● **Exercise prompt**:
All lines below containing "None" are to be listed.

[Stored data entries]
--------

impl<C: Console> Interpreter<C> {
    pub fn new(config: InterpConfig, console: C) -> Self {
        Interpreter {
            functions: HashMap::new(),
            objects: ObjectStore::new(),
            env: Environment::new(),
            console,
            config,
            call_depth: 0,
        }
    }

    pub fn console(&self) -> &C {
        &self.console
    }

    pub fn into_console(self) -> C {
        self.console
    }

    pub fn config(&self) -> &InterpConfig {
        &self.config
    }

    /// Build the function table. A later definition with the same name and
    /// arity replaces an earlier one.
    pub fn load(&mut self, program: &Program) {
        self.functions.clear();
        for func in &program.functions {
            self.functions
                .entry(func.name.clone())
                .or_default()
                .insert(func.arity(), Rc::new(Closure::bare(Rc::clone(func))));
        }
        debug!(functions = self.functions.len(), "function table built");
    }

    /// Run a program: load its functions, then execute `main`
    #[tracing::instrument(level = "debug", skip_all, fields(functions = program.functions.len()))]
    pub fn run(&mut self, program: &Program) -> InterpResult<()> {
        self.load(program);
        let main = self
            .functions
            .get("main")
            .and_then(|overloads| overloads.get(&0))
            .cloned()
            .ok_or_else(|| RuntimeError::undefined_function("main"))?;

        self.env = Environment::new();
        self.call_depth = 0;
        self.run_statements(&main.func.statements)?;
        Ok(())
    }

    /// Evaluate a single expression in the current environment
    pub fn eval_expr(&mut self, expr: &Expr) -> InterpResult<Value> {
        self.eval(expr)
    }

    /// Execute a statement list in a fresh scope
    fn run_statements(&mut self, statements: &[Stmt]) -> InterpResult<Flow> {
        self.env.push(None);
        let result = self.exec_all(statements);
        self.env.pop();
        result
    }

    fn exec_all(&mut self, statements: &[Stmt]) -> InterpResult<Flow> {
        for statement in statements {
            if let Flow::Return(value) = self.exec(statement)? {
                return Ok(Flow::Return(value));
            }
        }
        Ok(Flow::Continue)
    }

    fn exec(&mut self, statement: &Stmt) -> InterpResult<Flow> {
        if self.config.trace {
            debug!(statement = statement.kind(), depth = self.call_depth, "exec");
        } else {
            trace!(statement = statement.kind(), "exec");
        }

        match statement {
            Stmt::Assign { name, expression } => {
                self.assign(name, expression)?;
                Ok(Flow::Continue)
            }
            Stmt::Expr { expression } => {
                self.eval(expression)?;
                Ok(Flow::Continue)
            }
            Stmt::Return { expression } => {
                let value = match expression {
                    Some(expr) => self.eval(expr)?,
                    None => Value::Nil,
                };
                Ok(Flow::Return(self.objects.deep_copy(&value)))
            }
            Stmt::If {
                condition,
                statements,
                else_statements,
            } => {
                if self.condition(condition, "if")? {
                    self.run_statements(statements)
                } else if let Some(else_statements) = else_statements {
                    self.run_statements(else_statements)
                } else {
                    Ok(Flow::Continue)
                }
            }
            Stmt::While {
                condition,
                statements,
            } => {
                while self.condition(condition, "while")? {
                    if let Flow::Return(value) = self.run_statements(statements)? {
                        return Ok(Flow::Return(value));
                    }
                }
                Ok(Flow::Continue)
            }
        }
    }

    /// Evaluate an `if`/`while` condition; Int coerces by non-zero test
    fn condition(&mut self, expr: &Expr, construct: &str) -> InterpResult<bool> {
        match self.eval(expr)? {
            Value::Bool(b) => Ok(b),
            Value::Int(n) => Ok(n != 0),
            other => Err(RuntimeError::type_error(format!(
                "incompatible type for {construct} condition: {}",
                other.type_name()
            ))),
        }
    }

    fn assign(&mut self, target: &str, expression: &Expr) -> InterpResult<()> {
        match target.rsplit_once('.') {
            None => {
                let value = self.eval(expression)?;
                self.env.set(target, value);
            }
            Some((base, field)) => {
                let id = self.resolve_object(base)?;
                let value = self.eval(expression)?;
                if field == "proto" {
                    self.objects.set_proto(id, &value)?;
                } else {
                    self.objects.set_field(id, field, value);
                }
            }
        }
        Ok(())
    }

    /// Evaluate an expression with automatic stack growth for deep recursion
    fn eval(&mut self, expr: &Expr) -> InterpResult<Value> {
        stacker::maybe_grow(STACK_RED_ZONE, STACK_GROW_SIZE, || self.eval_inner(expr))
    }

    fn eval_inner(&mut self, expr: &Expr) -> InterpResult<Value> {
        match expr {
            Expr::Nil => Ok(Value::Nil),
            Expr::Int { val } => Ok(Value::Int(*val)),
            Expr::Bool { val } => Ok(Value::Bool(*val)),
            Expr::Str { val } => Ok(Value::str(val)),

            Expr::Var { name } if name.contains('.') => self.read_path(name),
            Expr::Var { name } => self.eval_name(name),

            Expr::Call { name, args } => self.call_named(name, args),
            Expr::MethodCall { objref, name, args } => self.call_method(objref, name, args),

            Expr::Binary { op, op1, op2 } => {
                let left = self.eval(op1)?;
                let right = self.eval(op2)?;
                eval_binary(*op, left, right)
            }
            Expr::Unary { op, op1 } => {
                let value = self.eval(op1)?;
                eval_unary(*op, value)
            }

            Expr::Lambda(func) => {
                let closure = Closure::new(Rc::clone(func), self.env.capture());
                Ok(Value::Closure(Rc::new(closure)))
            }
            Expr::NewObject => Ok(Value::Object(self.objects.alloc())),
        }
    }

    /// Variable first, then a top-level function as a first-class value
    fn eval_name(&self, name: &str) -> InterpResult<Value> {
        if let Some(value) = self.env.get(name) {
            return Ok(value);
        }
        match self.functions.get(name) {
            Some(overloads) if overloads.len() > 1 => Err(RuntimeError::ambiguous_overload(name)),
            Some(overloads) => overloads
                .values()
                .next()
                .map(|closure| Value::Closure(Rc::clone(closure)))
                .ok_or_else(|| RuntimeError::undefined_variable(name)),
            None => Err(RuntimeError::undefined_variable(name)),
        }
    }

    /// Read a dotted path such as `o.f` or `this.a.b`
    fn read_path(&self, path: &str) -> InterpResult<Value> {
        match path.rsplit_once('.') {
            Some((base, field)) => {
                let id = self.resolve_object(base)?;
                self.objects.get_property(id, field)
            }
            None => self.eval_name(path),
        }
    }

    /// Resolve the object a dotted path or method call is rooted at
    fn resolve_object(&self, path: &str) -> InterpResult<ObjectId> {
        let value = if path.contains('.') {
            self.read_path(path)?
        } else {
            self.env
                .get(path)
                .ok_or_else(|| RuntimeError::object_not_found(path))?
        };
        match value {
            Value::Object(id) => Ok(id),
            other => Err(RuntimeError::not_an_object(path, other.type_name())),
        }
    }

    /// Resolve a call by name: the function table first, then a variable
    /// holding a closure.
    fn resolve_function(&self, name: &str, arity: usize) -> InterpResult<Rc<Closure>> {
        if let Some(overloads) = self.functions.get(name) {
            return overloads
                .get(&arity)
                .cloned()
                .ok_or_else(|| RuntimeError::no_overload(name, arity));
        }
        match self.env.get(name) {
            Some(Value::Closure(closure)) => {
                if closure.arity() != arity {
                    return Err(RuntimeError::arity_mismatch(name, closure.arity(), arity));
                }
                Ok(closure)
            }
            Some(other) => Err(RuntimeError::not_callable(name, other.type_name())),
            None => Err(RuntimeError::undefined_function(name)),
        }
    }

    fn call_named(&mut self, name: &str, args: &[Expr]) -> InterpResult<Value> {
        match name {
            "print" => return self.call_print(args),
            "inputi" | "inputs" => return self.call_input(name, args),
            _ => {}
        }
        let closure = self.resolve_function(name, args.len())?;
        self.invoke(&closure, args, None)
    }

    fn call_method(&mut self, objref: &str, name: &str, args: &[Expr]) -> InterpResult<Value> {
        let receiver = self.resolve_object(objref)?;
        let method = self.objects.find_method(receiver, name, args.len())?;
        self.invoke(&method, args, Some(receiver))
    }

    /// The caller's cell behind a bare-variable argument
    fn caller_cell(&self, arg: &Expr) -> Option<Cell> {
        match arg {
            Expr::Var { name } if !name.contains('.') => self.env.cell(name),
            _ => None,
        }
    }

    /// Call a closure: bind arguments in a fresh frame, run the body there.
    /// `receiver` is bound to `this` for method calls.
    fn invoke(
        &mut self,
        closure: &Rc<Closure>,
        args: &[Expr],
        receiver: Option<ObjectId>,
    ) -> InterpResult<Value> {
        let func = &closure.func;
        if func.arity() != args.len() {
            return Err(RuntimeError::arity_mismatch(
                closure.name(),
                func.arity(),
                args.len(),
            ));
        }
        if self.call_depth >= self.config.max_call_depth {
            return Err(RuntimeError::stack_overflow(self.config.max_call_depth));
        }

        // Arguments are evaluated in the caller's environment
        let mut frame = Environment::from_capture(&closure.capture);
        for (param, arg) in func.params.iter().zip(args) {
            match param.mode {
                ParamMode::Ref => match self.caller_cell(arg) {
                    Some(cell) => frame.bind_cell(&param.name, cell),
                    None => {
                        let value = self.eval(arg)?;
                        frame.define(&param.name, value);
                    }
                },
                ParamMode::Value => {
                    let value = self.eval(arg)?;
                    let copy = self.objects.deep_copy(&value);
                    frame.define(&param.name, copy);
                }
            }
        }
        if let Some(receiver) = receiver {
            frame.define(THIS, Value::Object(receiver));
        }

        debug!(function = closure.name(), depth = self.call_depth, "call");
        self.call_depth += 1;
        let caller = std::mem::replace(&mut self.env, frame);
        let result = stacker::maybe_grow(STACK_RED_ZONE, STACK_GROW_SIZE, || {
            self.run_statements(&func.statements)
        });
        self.env = caller;
        self.call_depth -= 1;

        match result? {
            Flow::Return(value) => Ok(value),
            Flow::Continue => Ok(Value::Nil),
        }
    }

    fn call_print(&mut self, args: &[Expr]) -> InterpResult<Value> {
        let mut line = String::new();
        for arg in args {
            let value = self.eval(arg)?;
            line.push_str(&printable(&value)?);
        }
        self.console.output(&line);
        Ok(Value::Nil)
    }

    /// `inputi([prompt])` reads an Int, `inputs([prompt])` a string
    fn call_input(&mut self, name: &str, args: &[Expr]) -> InterpResult<Value> {
        match args {
            [] => {}
            [prompt] => {
                let prompt = self.eval(prompt)?;
                let text = printable(&prompt)?;
                self.console.output(&text);
            }
            _ => {
                return Err(RuntimeError::name_error(format!(
                    "no {name}() function that takes > 1 parameter"
                )));
            }
        }

        let line = self
            .console
            .get_input()
            .ok_or_else(|| RuntimeError::io_error("end of input"))?;
        if name == "inputi" {
            line.trim().parse().map(Value::Int).map_err(|_| {
                RuntimeError::type_error(format!("inputi expected an integer, got {line:?}"))
            })
        } else {
            Ok(Value::str(&line))
        }
    }
}
//! Brisk interpreter CLI

use brisk::{InterpConfig, Interpreter, Program};
use clap::{Parser, Subcommand};
use std::path::{Path, PathBuf};

#[derive(Parser)]
#[command(name = "brisk", version, about = "Brisk - tree-walking interpreter")]
struct Cli {
    #[command(subcommand)]
    command: Command,
}

#[derive(Subcommand)]
enum Command {
    /// Run a program from its JSON AST
    Run {
        /// AST file to run
        file: PathBuf,
        /// Interpreter configuration file (TOML)
        #[arg(long)]
        config: Option<PathBuf>,
        /// Log every executed statement
        #[arg(long)]
        trace: bool,
        /// Maximum call depth
        #[arg(long)]
        max_depth: Option<usize>,
    },
    /// Decode and pretty-print a JSON AST (debug)
    Dump {
        /// AST file to dump
        file: PathBuf,
    },
}

fn main() {
    let cli = Cli::parse();

    let result = match cli.command {
        Command::Run {
            file,
            config,
            trace,
            max_depth,
        } => run_file(&file, config.as_deref(), trace, max_depth),
        Command::Dump { file } => dump_file(&file),
    };

    if let Err(e) = result {
        eprintln!("Error: {e}");
        std::process::exit(1);
    }
}

fn init_tracing(trace: bool) {
    use tracing_subscriber::{EnvFilter, fmt, prelude::*};

    let filter = if std::env::var("RUST_LOG").is_ok() {
        EnvFilter::from_default_env()
    } else if trace {
        EnvFilter::new("brisk=debug")
    } else {
        EnvFilter::new("warn")
    };
    tracing_subscriber::registry()
        .with(fmt::layer().with_target(true).with_level(true).with_writer(std::io::stderr))
        .with(filter)
        .init();
}

fn load_program(path: &Path) -> brisk::Result<Program> {
    let source = std::fs::read_to_string(path)?;
    Program::from_json(&source)
}

fn run_file(
    path: &Path,
    config_path: Option<&Path>,
    trace: bool,
    max_depth: Option<usize>,
) -> brisk::Result<()> {
    let mut config = match config_path {
        Some(config_path) => InterpConfig::load(config_path)?,
        None => InterpConfig::default(),
    };
    if trace {
        config = config.trace(true);
    }
    if let Some(depth) = max_depth {
        config = config.max_call_depth(depth);
    }

    init_tracing(config.trace);
    tracing::debug!(file = %path.display(), ?config, "running");

    let program = load_program(path)?;
    let mut interp = Interpreter::with_stdio(config);
    interp.run(&program)?;
    Ok(())
}

fn dump_file(path: &Path) -> brisk::Result<()> {
    let program = load_program(path)?;
    println!("{}", program.to_json()?);
    Ok(())
}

--------

● **Your response**:
        self.env.push(None);
                    None => Value::Nil,
            None => {
            None => Err(RuntimeError::undefined_variable(name)),
            None => self.eval_name(path),
            None => Err(RuntimeError::undefined_function(name)),
        self.invoke(&closure, args, None)
            _ => None,
                    None => {
        None => InterpConfig::default(),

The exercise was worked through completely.